Другой человек, с которым в том же году мне пришлось отправиться на остров Залита, недавно вышел из тюрьмы. Я знал о его жизни от его родственников, что он рано потерял мать, что отец женился вторично, а мачеха плохо обращалась с ним и его сестрой, и оба они начали воровать, и так продолжалось, пока его не посадили. Сидел он два или три раза и когда вышел, уже был очень болен туберкулезом. У него не было ни работы, ни денег, ни прописки, ни жилья (он не мог жить в одной квартире с мачехой и сводным братом, поскольку там были маленькие дети), а в больницу было не устроиться.
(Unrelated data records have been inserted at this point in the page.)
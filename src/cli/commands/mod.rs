//! CLI commands module

pub mod rules;
pub mod scan;

use clap::Args;
use std::path::{Path, PathBuf};

use crate::config::Config;
use crate::error::BambotError;

/// Arguments for the scan command
#[derive(Args, Debug)]
pub struct ScanArgs {
    /// Log files to classify (`-` or nothing reads stdin)
    #[arg(value_name = "FILE")]
    pub files: Vec<PathBuf>,

    /// Output format (terminal, json, markdown)
    #[arg(short, long, default_value = "terminal")]
    pub format: ScanFormat,

    /// Snippet lines kept before the `...` marker
    #[arg(long, value_name = "N")]
    pub max_lines: Option<usize>,

    /// Maximum characters per snippet line (at least 4)
    #[arg(long, value_name = "N")]
    pub max_width: Option<usize>,

    /// Output file (defaults to stdout)
    #[arg(short, long, value_name = "FILE")]
    pub output: Option<PathBuf>,
}

/// Arguments for the rules command
#[derive(Args, Debug)]
pub struct RulesArgs {
    /// Output format (terminal, json)
    #[arg(short, long, default_value = "terminal")]
    pub format: RulesFormat,
}

/// Output format for scan command
#[derive(Debug, Clone, Copy, PartialEq, Eq, clap::ValueEnum)]
pub enum ScanFormat {
    Terminal,
    Json,
    Markdown,
}

/// Output format for rules command
#[derive(Debug, Clone, Copy, PartialEq, Eq, clap::ValueEnum)]
pub enum RulesFormat {
    Terminal,
    Json,
}

/// Load the configuration named on the command line, or `.bambot.toml`
pub fn load_config(path: Option<&Path>) -> Result<Config, BambotError> {
    match path {
        Some(path) => Config::load_from_file(path),
        None => Config::load_or_default(),
    }
}

/// Write `content` to `output`, or to stdout when no file is given
pub fn write_output(content: &str, output: Option<&Path>) -> Result<(), BambotError> {
    match output {
        Some(path) => std::fs::write(path, content).map_err(|e| BambotError::OutputWrite {
            path: path.display().to_string(),
            source: e,
        }),
        None => {
            print!("{}", content);
            Ok(())
        }
    }
}
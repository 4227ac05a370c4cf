//! # Supported Revision Range
//!
//! The inclusive window of chip revisions a build claims to support.
//! A build configured for minimum 1.0 and maximum 3.99 runs on any
//! revision inside that window and should refuse silicon outside it.

use crate::error::RevisionError;
use crate::revision::ChipRevision;
use serde::{Deserialize, Serialize};

/// Inclusive `[min, max]` window of supported revisions.
///
/// Deserialization runs through [`RevisionRange::new`], so inverted bounds
/// are rejected on the wire as well as in code.
#[derive(Debug, Clone, Copy, PartialEq, Eq, Serialize, Deserialize)]
#[serde(try_from = "RawRevisionRange")]
pub struct RevisionRange {
    min: ChipRevision,
    max: ChipRevision,
}

/// Unvalidated wire form of [`RevisionRange`].
#[derive(Deserialize)]
struct RawRevisionRange {
    min: ChipRevision,
    max: ChipRevision,
}

impl TryFrom<RawRevisionRange> for RevisionRange {
    type Error = RevisionError;

    fn try_from(raw: RawRevisionRange) -> Result<Self, Self::Error> {
        Self::new(raw.min, raw.max)
    }
}

impl RevisionRange {
    /// Build a range, rejecting inverted bounds with
    /// [`RevisionError::InvertedRange`].
    pub const fn new(min: ChipRevision, max: ChipRevision) -> Result<Self, RevisionError> {
        if min.full() > max.full() {
            return Err(RevisionError::InvertedRange { min, max });
        }
        Ok(Self { min, max })
    }

    /// Lowest supported revision.
    #[must_use]
    pub const fn min(self) -> ChipRevision {
        self.min
    }

    /// Highest supported revision.
    #[must_use]
    pub const fn max(self) -> ChipRevision {
        self.max
    }

    /// Whether `rev` falls inside the window, bounds included.
    #[must_use]
    pub const fn contains(self, rev: ChipRevision) -> bool {
        self.min.full() <= rev.full() && rev.full() <= self.max.full()
    }
}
Его сводный брат и жена брата — оба люди верующие и церковные — пришли за него просить. Но что я мог? Разве что пустить его пожить в церкви на правах сторожа за горячую пищу. Он чах прямо на глазах, и больно было на него смотреть. Ему необходимо было настоящее лечение. Мы собрали все нужные документы, но никто и нигде не хотел его принимать. Тогда решили поехать к отцу Николаю. Это было в сентябре, в конце месяца — тяжелое для чахоточников время.

Когда мы сели в ночной поезд на Псков, у этого человека поднялась температура под сорок, и я, признаюсь, опасался, что он умрет в пути. Растирал и отпаивал его водкой и горячим чаем — так мы полуживые добрались до острова.
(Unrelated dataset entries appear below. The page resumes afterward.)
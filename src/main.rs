use anyhow::Context;
use scada_report::config::{Config, SourceConfig};
use scada_report::repositories::{CsvReadingSource, ScadaRepository};
use scada_report::{db, pipeline};
use tracing::{error, info};
use tracing_subscriber::EnvFilter;

#[tokio::main]
async fn main() -> Result<(), anyhow::Error> {
    let filter = EnvFilter::try_from_default_env().unwrap_or_else(|_| EnvFilter::new("info"));
    tracing_subscriber::fmt()
        .with_env_filter(filter)
        .with_target(false)
        .compact()
        .init();

    info!("Starting SCADA data analysis");

    let cfg_path = std::env::var("APP_CONFIG").unwrap_or_else(|_| "config/config.yaml".into());
    let cfg = Config::load(&cfg_path).with_context(|| format!("loading config {}", cfg_path))?;
    info!("Configuration loaded");

    let generated_at = chrono::Local::now().naive_local();

    let result = match &cfg.source {
        SourceConfig::Postgres(db_cfg) => {
            let pool = db::connect(db_cfg).await.context("connecting to database")?;
            info!(table = %db_cfg.table, "Connected to database");
            let repo = ScadaRepository::new(pool, db_cfg.table.clone());
            let result = pipeline::run(&cfg.output, &repo, generated_at).await;
            repo.close().await;
            info!("Database connection closed");
            result
        }
        SourceConfig::Csv { path } => {
            let source = CsvReadingSource::new(path.clone());
            pipeline::run(&cfg.output, &source, generated_at).await
        }
    };

    match result {
        Ok(outcome) => {
            info!(
                readings = outcome.readings,
                report = %outcome.artifacts.report.display(),
                "Results saved to {}",
                cfg.output.dir.display()
            );
            Ok(())
        }
        Err(e) => {
            error!(error = %e, "analysis aborted");
            Err(e.into())
        }
    }
}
Помню, в тот день у батюшки было много самого разнообразного народа... А мой «подопечный» стоял за воротами у большого камня и не решался (или уже не был в силах) войти. Батюшка едва взглянул на него и сразу окликнул по имени (которого я не хочу здесь называть). Все вздрогнули и расступились, и отец Николай сам вышел за калитку и долго­долго о чем­то разговаривал с этим человеком. А потом благословил его трижды и сказал громко: «Все будет хорошо».
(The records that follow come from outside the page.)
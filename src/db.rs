use crate::config::DbConfig;
use crate::error::AppError;
use sqlx::{postgres::PgPoolOptions, Pool, Postgres};

pub type DbPool = Pool<Postgres>;

pub async fn connect(cfg: &DbConfig) -> Result<DbPool, AppError> {
    let pool = PgPoolOptions::new()
        .max_connections(cfg.max_connections)
        .connect(&cfg.url)
        .await?;
    Ok(pool)
}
Я не мог удержаться от слез — словно сам Господь явил Свое Неизреченное Милосердие к этому человеку через батюшку, словно во плоти явились слова — «Не жертвы хочу, но милости», и — «Любовь покрывает множество грехов»[13].

Надо ли говорить, что сразу по нашем возвращении этого человека взяли в самую лучшую клинику, будто внезапно забыв обо всех препонах и доводах, которые те же самые люди находили всего несколько дней тому назад. В этой клинике он пролежал более полугода, совершенно излечившись от страшного недуга. За это время оформили и прописку, и постоянно каким­то чудным образом находились средства на лекарства, стоившие немалых денег.

В который раз я, вспоминая батюшку, увидел и понял, что такое есть настоящее, подлинное служение Богу, проявляющееся в бесконечной любви к каждому приходящему человеку, и особенно — ко всеми попираемому, всеми осуждаемому и всеми отринутому.